[ovs-dev] [PATCH v9 4/5] dpif-netdev: refactor generic implementation
Harry van Haaren
harry.van.haaren at intel.com
Wed May 8 15:13:20 UTC 2019
This commit refactors the generic implementation. The
goal of this refactor is to simply the code to enable
"specialization" of the functions at compile time.
Given compile-time optimizations, the compiler is able
to unroll loops, and create optimized code sequences due
to compile time knowledge of loop-trip counts.

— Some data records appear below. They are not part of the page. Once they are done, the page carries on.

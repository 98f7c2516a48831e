//! Step-size adaptation by Nesterov dual averaging (Hoffman & Gelman 2014, §3.2).

use crate::config::DualAveragingConfig;
use crate::distributions::LogDensity;
use crate::error::{HmcError, Result};
use crate::hamiltonian::{Hamiltonian, PhasePoint};
use crate::integrator::Integrator;
use rand::Rng;

/// Dual-averaging state. `m` counts adaptation steps since the last reset.
#[derive(Debug, Clone, PartialEq)]
pub struct NesterovDualAveraging {
    config: DualAveragingConfig,
    /// Target acceptance statistic δ.
    delta: f64,
    m: usize,
    step_size: f64,
    mu: f64,
    x_bar: f64,
    h_bar: f64,
}

impl NesterovDualAveraging {
    pub fn new(delta: f64, initial_step_size: f64) -> Self {
        Self::with_config(DualAveragingConfig::default(), delta, initial_step_size)
    }

    pub fn with_config(config: DualAveragingConfig, delta: f64, initial_step_size: f64) -> Self {
        Self {
            config,
            delta,
            m: 0,
            step_size: initial_step_size,
            mu: (10.0 * initial_step_size).ln(),
            x_bar: 0.0,
            h_bar: 0.0,
        }
    }

    pub fn step_size(&self) -> f64 {
        self.step_size
    }

    pub fn target_accept(&self) -> f64 {
        self.delta
    }

    /// Number of updates since construction or the last reset.
    pub fn count(&self) -> usize {
        self.m
    }

    /// Feeds one acceptance statistic and returns the next step size.
    pub fn adapt(&mut self, accept_stat: f64) -> f64 {
        let alpha = if accept_stat.is_nan() {
            0.0
        } else {
            accept_stat.min(1.0)
        };
        let DualAveragingConfig { gamma, t0, kappa } = self.config;

        self.m += 1;
        let m = self.m as f64;
        let eta = 1.0 / (m + t0);
        self.h_bar = (1.0 - eta) * self.h_bar + eta * (self.delta - alpha);

        let x = self.mu - m.sqrt() / gamma * self.h_bar;
        let w = m.powf(-kappa);
        self.x_bar = w * x + (1.0 - w) * self.x_bar;

        self.step_size = x.exp();
        self.step_size
    }

    /// Switches to the averaged iterate `exp(x̄)`; used at the end of warm-up.
    pub fn finalize(&mut self) -> f64 {
        if self.m > 0 {
            self.step_size = self.x_bar.exp();
        }
        self.step_size
    }

    /// Restarts the averaging around the current step size.
    pub fn reset(&mut self) {
        self.m = 0;
        self.mu = (10.0 * self.step_size).ln();
        self.x_bar = 0.0;
        self.h_bar = 0.0;
    }
}

/// Heuristic initial step size (Hoffman & Gelman 2014, Algorithm 4).
///
/// Starting from `initial`, doubles or halves the step size until the acceptance
/// probability of a single leapfrog step with a fresh momentum crosses 0.5.
pub fn find_reasonable_step_size<T, R>(
    rng: &mut R,
    h: &Hamiltonian<'_, T>,
    z: &PhasePoint,
    initial: f64,
) -> Result<f64>
where
    T: LogDensity + ?Sized,
    R: Rng + ?Sized,
{
    const MAX_ITERS: usize = 100;
    let log_cross = 0.5f64.ln();

    if !z.log_density.is_finite() {
        return Err(HmcError::InvalidConfig(
            "cannot tune the step size from a point with zero density".to_string(),
        ));
    }
    let z = h.refresh_momentum(rng, z.clone());
    let h0 = h.energy(&z);
    let log_accept = |eps: f64| -> Result<f64> {
        let z_new = Integrator::leapfrog(eps).step(h, &z, eps, 1)?;
        Ok(h0 - h.energy(&z_new))
    };

    let mut eps = initial;
    let increase = log_accept(eps)? > log_cross;
    for _ in 0..MAX_ITERS {
        let next = if increase { 2.0 * eps } else { 0.5 * eps };
        let crossed = if increase {
            !(log_accept(next)? > log_cross)
        } else {
            log_accept(next)? > log_cross
        };
        eps = next;
        if crossed {
            break;
        }
    }
    log::debug!("initial step size {eps}");
    Ok(eps)
}
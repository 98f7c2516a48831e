use mini_hmc::config::SamplerConfig;
use mini_hmc::distributions::Rosenbrock2D;
use mini_hmc::sampler::HmcSampler;
use std::error::Error;

fn main() -> Result<(), Box<dyn Error>> {
    // Create the 2D Rosenbrock target (a = 1, b = 100).
    let target = Rosenbrock2D { a: 1.0, b: 100.0 };

    // Four chains started around the mode.
    let initial_positions = vec![
        vec![1.0, 1.0],
        vec![0.5, 0.3],
        vec![1.2, 1.5],
        vec![0.8, 0.6],
    ];

    // NUTS with a high acceptance target for the curved ridge.
    let config = SamplerConfig::default().set_target_accept(0.95);
    let mut sampler = HmcSampler::new(target, initial_positions, config)?.set_seed(42);

    // Number of samples to collect and to discard (warm-up).
    let n_collect = 1000;
    let n_discard = 1000;

    let output = sampler.run_progress(n_collect, n_discard)?;
    println!(
        "NUTS sampler: generated {} observations.",
        output.n_chains() * output.n_draws()
    );
    assert_eq!(output.draws.shape(), &[4, 1000, 2]);

    let summary = output.summary();
    println!("Divergent transitions: {}", summary.n_divergent);
    println!("Hit max tree depth: {}", summary.n_max_depth);
    println!("Mean acceptance: {:.3}", summary.mean_accept);
    if let Some(max_rhat) = summary.max_rhat {
        println!("MAX Rhat: {max_rhat:.3}");
    }
    for (i, eps) in output.step_sizes.iter().enumerate() {
        println!("Chain {i}: step size {eps:.4}");
    }
    Ok(())
}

In order to enable these compiler optimizations, we must
refactor the code to pass the loop-trip counts to functions
as compile time constants.
This patch allows the number of miniflow-bits set per "unit"
in the miniflow to be passed around as a function argument.
Note that this patch does NOT yet take advantage of doing so,
this is only a refactor to enable it in the next patches.
Signed-off-by: Harry van Haaren <harry.van.haaren at intel.com>
---
v9:
- Use count_1bits in favour of __builtin_popcount (Ilya)
- Use ALWAYS_INLINE instead of __attribute__ synatx (Ilya)
v8:
- Rework block_cache and mf_masks to avoid variable-lenght array
due to compiler issues. Provisioning for worst case is not a
good solution due to magnitue of over-provisioning required.
- Rework netdev_flatten function removing unused parameter
---
lib/dpif-netdev-lookup-generic.c | 239 ++++++++++++++++++++++++-------
lib/dpif-netdev.c | 79 +++++++++-
lib/dpif-netdev.h | 20 ++-
3 files changed, 283 insertions(+), 55 deletions(-)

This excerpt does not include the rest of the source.